Night Baseball is an enduring snapshot of American life. Perhaps my favorite thing about this piece is its current placement within the museum: on a wall adjacent to the landing of a staircase; the location seems almost incidental. I think its placement adds to its charm—Night Baseball endears itself to the viewer by immersing her in a sensory-rich, familiar American scene.

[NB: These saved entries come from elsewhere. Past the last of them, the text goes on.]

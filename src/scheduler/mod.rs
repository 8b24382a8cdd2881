//! Periodic job scheduler
//!
//! Fires the default job kind on a daily or fixed-interval cadence. The
//! scheduler is drift tolerant: a tick fires when the most recent cadence slot
//! is later than the last recorded fire, so any number of missed slots yields
//! a single catch-up run.

mod cadence;

pub use cadence::{parse_daily_time, Cadence};

use crate::config::SchedulerConfig;
use crate::control::JobControl;
use crate::jobs::{JobId, TaskError};
use crate::storage::ScheduleStateStore;
use crate::ConfigError;
use chrono::{DateTime, Utc};
use std::sync::{Arc, Mutex};
use std::time::Duration;
use tokio_util::sync::CancellationToken;

/// What a single tick did
#[derive(Debug, Clone, PartialEq, Eq)]
pub enum Tick {
    /// The latest slot was already satisfied
    Idle,

    /// A new job was started
    Fired(JobId),

    /// The slot was due but a job of the kind was still running
    Busy(JobId),

    /// The job could not be started; the slot stays due
    Rejected(String),
}

pub struct Scheduler {
    control: Arc<dyn JobControl>,
    state: Arc<dyn ScheduleStateStore>,
    kind: String,
    cadence: Cadence,
    poll_interval: Duration,

    /// Last fire known in this process; covers a state store that fails writes
    last_fired: Mutex<Option<DateTime<Utc>>>,
    baseline: DateTime<Utc>,
}

impl Scheduler {
    pub fn new(
        control: Arc<dyn JobControl>,
        state: Arc<dyn ScheduleStateStore>,
        kind: &str,
        cadence: Cadence,
        poll_interval: Duration,
    ) -> Self {
        Self {
            control,
            state,
            kind: kind.to_string(),
            cadence,
            poll_interval,
            last_fired: Mutex::new(None),
            baseline: Utc::now(),
        }
    }

    pub fn from_config(
        control: Arc<dyn JobControl>,
        state: Arc<dyn ScheduleStateStore>,
        config: &SchedulerConfig,
    ) -> Result<Self, ConfigError> {
        if !config.enabled {
            return Err(ConfigError::Validation(
                "scheduler is disabled; set enabled = true under [scheduler]".to_string(),
            ));
        }

        let cadence = Cadence::from_config(config)?;
        Ok(Self::new(
            control,
            state,
            &config.default_kind,
            cadence,
            Duration::from_secs(config.poll_interval_secs.max(1)),
        ))
    }

    /// Replaces the start-time baseline used when nothing has been persisted
    pub fn with_baseline(mut self, baseline: DateTime<Utc>) -> Self {
        self.baseline = baseline;
        self
    }

    pub fn cadence(&self) -> &Cadence {
        &self.cadence
    }

    /// The last fire time in effect: persisted, in-process or the baseline
    pub fn last_fired(&self) -> DateTime<Utc> {
        let persisted = match self.state.load_last_fired(&self.kind) {
            Ok(at) => at,
            Err(e) => {
                tracing::warn!("Failed to load scheduler state for '{}': {}", self.kind, e);
                None
            }
        };
        let local = *self
            .last_fired
            .lock()
            .unwrap_or_else(|poisoned| poisoned.into_inner());

        match (persisted, local) {
            (Some(a), Some(b)) => a.max(b),
            (Some(at), None) | (None, Some(at)) => at,
            (None, None) => self.baseline,
        }
    }

    /// Fires the job if a cadence slot has passed since the last fire
    pub fn tick(&self, now: DateTime<Utc>) -> Tick {
        let slot = self.cadence.latest_slot(now);
        if slot <= self.last_fired() {
            return Tick::Idle;
        }

        let tick = match self.control.start_job(&self.kind, None) {
            Ok(job_id) => {
                tracing::info!("Scheduled slot {} fired job {}", slot, job_id);
                Tick::Fired(job_id)
            }
            Err(TaskError::AlreadyRunning { job_id, .. }) => {
                tracing::info!(
                    "Scheduled slot {} skipped: job {} of kind '{}' is still running",
                    slot,
                    job_id,
                    self.kind
                );
                Tick::Busy(job_id)
            }
            Err(e) => {
                tracing::error!("Scheduled slot {} could not start a job: {}", slot, e);
                return Tick::Rejected(e.to_string());
            }
        };

        self.record_fire(now);
        tick
    }

    fn record_fire(&self, at: DateTime<Utc>) {
        *self
            .last_fired
            .lock()
            .unwrap_or_else(|poisoned| poisoned.into_inner()) = Some(at);

        if let Err(e) = self.state.save_last_fired(&self.kind, at) {
            tracing::warn!("Failed to persist scheduler state for '{}': {}", self.kind, e);
        }
    }

    /// Ticks every poll interval until cancelled
    pub async fn run(&self, cancel: CancellationToken) {
        tracing::info!(
            "Scheduler started for kind '{}' ({}), polling every {:?}",
            self.kind,
            self.cadence,
            self.poll_interval
        );

        loop {
            self.tick(Utc::now());

            tokio::select! {
                _ = cancel.cancelled() => break,
                _ = tokio::time::sleep(self.poll_interval) => {}
            }
        }

        tracing::info!("Scheduler stopped");
    }
}

#[cfg(test)]
mod tests {
    use super::*;
    use crate::crawler::ExecutionMode;
    use crate::jobs::Job;
    use crate::storage::MemoryScheduleState;
    use chrono::TimeZone;

    #[derive(Default)]
    struct RecordingControl {
        started: Mutex<Vec<String>>,
        busy_with: Option<JobId>,
    }

    impl JobControl for RecordingControl {
        fn start_job(&self, kind: &str, _: Option<ExecutionMode>) -> Result<JobId, TaskError> {
            if let Some(job_id) = self.busy_with {
                return Err(TaskError::AlreadyRunning {
                    kind: kind.to_string(),
                    job_id,
                });
            }
            self.started.lock().unwrap().push(kind.to_string());
            Ok(JobId::new())
        }

        fn stop_job(&self, job_id: JobId) -> Result<(), TaskError> {
            Err(TaskError::NotFound(job_id))
        }

        fn job_status(&self, job_id: JobId) -> Result<Job, TaskError> {
            Err(TaskError::NotFound(job_id))
        }
    }

    fn at(day: u32, hour: u32, minute: u32) -> DateTime<Utc> {
        Utc.with_ymd_and_hms(2024, 3, day, hour, minute, 0).unwrap()
    }

    fn hourly(
        control: Arc<RecordingControl>,
        state: Arc<MemoryScheduleState>,
        baseline: DateTime<Utc>,
    ) -> Scheduler {
        Scheduler::new(
            control,
            state,
            "news",
            Cadence::every(Duration::from_secs(3600)),
            Duration::from_secs(30),
        )
        .with_baseline(baseline)
    }

    #[test]
    fn test_no_fire_right_after_start() {
        let control = Arc::new(RecordingControl::default());
        let scheduler = hourly(control.clone(), Arc::default(), at(1, 10, 15));

        assert_eq!(scheduler.tick(at(1, 10, 30)), Tick::Idle);
        assert!(control.started.lock().unwrap().is_empty());
    }

    #[test]
    fn test_fires_once_per_slot() {
        let control = Arc::new(RecordingControl::default());
        let scheduler = hourly(control.clone(), Arc::default(), at(1, 10, 15));

        assert!(matches!(scheduler.tick(at(1, 11, 0)), Tick::Fired(_)));
        assert_eq!(scheduler.tick(at(1, 11, 1)), Tick::Idle);
        assert_eq!(scheduler.tick(at(1, 11, 59)), Tick::Idle);
        assert!(matches!(scheduler.tick(at(1, 12, 0)), Tick::Fired(_)));
        assert_eq!(control.started.lock().unwrap().len(), 2);
    }

    #[test]
    fn test_missed_slots_yield_one_catch_up() {
        let control = Arc::new(RecordingControl::default());
        let state = Arc::new(MemoryScheduleState::new());
        state.save_last_fired("news", at(1, 3, 0)).unwrap();

        let scheduler = Scheduler::new(
            control.clone(),
            state.clone(),
            "news",
            Cadence::daily(parse_daily_time("03:00").unwrap(), 0),
            Duration::from_secs(30),
        );

        // Three daily slots were missed while the process was down
        let now = at(4, 9, 0);
        assert!(matches!(scheduler.tick(now), Tick::Fired(_)));
        assert_eq!(scheduler.tick(now), Tick::Idle);
        assert_eq!(control.started.lock().unwrap().len(), 1);
        assert_eq!(state.load_last_fired("news").unwrap(), Some(now));
    }

    #[test]
    fn test_busy_kind_satisfies_the_slot() {
        let running = JobId::new();
        let control = Arc::new(RecordingControl {
            busy_with: Some(running),
            ..Default::default()
        });
        let scheduler = hourly(control.clone(), Arc::default(), at(1, 10, 15));

        assert_eq!(scheduler.tick(at(1, 11, 5)), Tick::Busy(running));
        assert_eq!(scheduler.tick(at(1, 11, 6)), Tick::Idle);
        assert!(control.started.lock().unwrap().is_empty());
    }

    #[test]
    fn test_state_survives_restart() {
        let control = Arc::new(RecordingControl::default());
        let state = Arc::new(MemoryScheduleState::new());

        let first = hourly(control.clone(), state.clone(), at(1, 10, 15));
        assert!(matches!(first.tick(at(1, 11, 0)), Tick::Fired(_)));

        // A restarted scheduler picks up the persisted fire time
        let second = hourly(control.clone(), state, at(1, 11, 30));
        assert_eq!(second.last_fired(), at(1, 11, 0));
        assert_eq!(second.tick(at(1, 11, 45)), Tick::Idle);
        assert!(matches!(second.tick(at(1, 12, 10)), Tick::Fired(_)));
    }

    #[test]
    fn test_from_config_requires_enabled() {
        let control = Arc::new(RecordingControl::default());
        let mut config = SchedulerConfig::default();

        let state = Arc::new(MemoryScheduleState::new());

        let disabled = Scheduler::from_config(control.clone(), state.clone(), &config);
        assert!(matches!(disabled, Err(ConfigError::Validation(_))));

        config.enabled = true;
        let scheduler = Scheduler::from_config(control, state, &config).unwrap();
        assert!(matches!(scheduler.cadence(), Cadence::Daily { .. }));
    }

    #[tokio::test]
    async fn test_run_stops_on_cancel() {
        let control = Arc::new(RecordingControl::default());
        let scheduler = Arc::new(hourly(control, Arc::default(), Utc::now()));
        let cancel = CancellationToken::new();

        let task = {
            let scheduler = scheduler.clone();
            let cancel = cancel.clone();
            tokio::spawn(async move { scheduler.run(cancel).await })
        };

        cancel.cancel();
        tokio::time::timeout(Duration::from_secs(2), task)
            .await
            .expect("scheduler did not stop")
            .unwrap();
    }
}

Lizzie Moore, Marketing & Communications Intern
Postcard from Elmira Bier to Marjorie Phillips, undated. From The Phillips Collection archives
Women of Influence: Elmira Bier, Minnie Byers, and Marjorie Phillips is the current Reading Room exhibition just outside of the Phillips’s library, and examines the critical role that each woman played in the day to day activities of The Phillips Collection. Elmira Bier first started working at the Phillips in 1923, two years after the museum opened to the public, and retired in 1972. Bier was Duncan Phillips’s executive assistant. Fiercely protective of Phillips’s time, Bier took on many responsibilities, including serving as the first director of the music program, beginning in 1941. Despite her lack of formal training, Bier quickly established a widely acclaimed concert series that highlighted new performers and innovative music, which paralleled Duncan Phillips’s support of contemporary art.
Bier traveled extensively with Virginia McLaughlin, the sister of Jim McLaughlin, who was a curator at the Phillips. In addition to trips within the United States, they ventured to Norway and Ethiopia. Bier wrote of the latter, “This is really a wonderful experience. The people are gentle and many are handsome. Had lunch in home of young Ethiopian woman whose husband is in diplomatic corps. Nature dishes, some of them red hot! Friends assisting her alert and very feminist. They have women in parliament; we had no sense of color barrier. Saw the Emperor on Monday and heard him speak. Tiny but royal in bearing and very alert. He is particularly interested in education.”
From left to right, seated in front row: C. Law Watkins, Elmira Bier, Marjorie Phillips, Duncan Phillips. Standing are Ira Moore [?] and on the right Charles Val Clear. Photo circa 1931.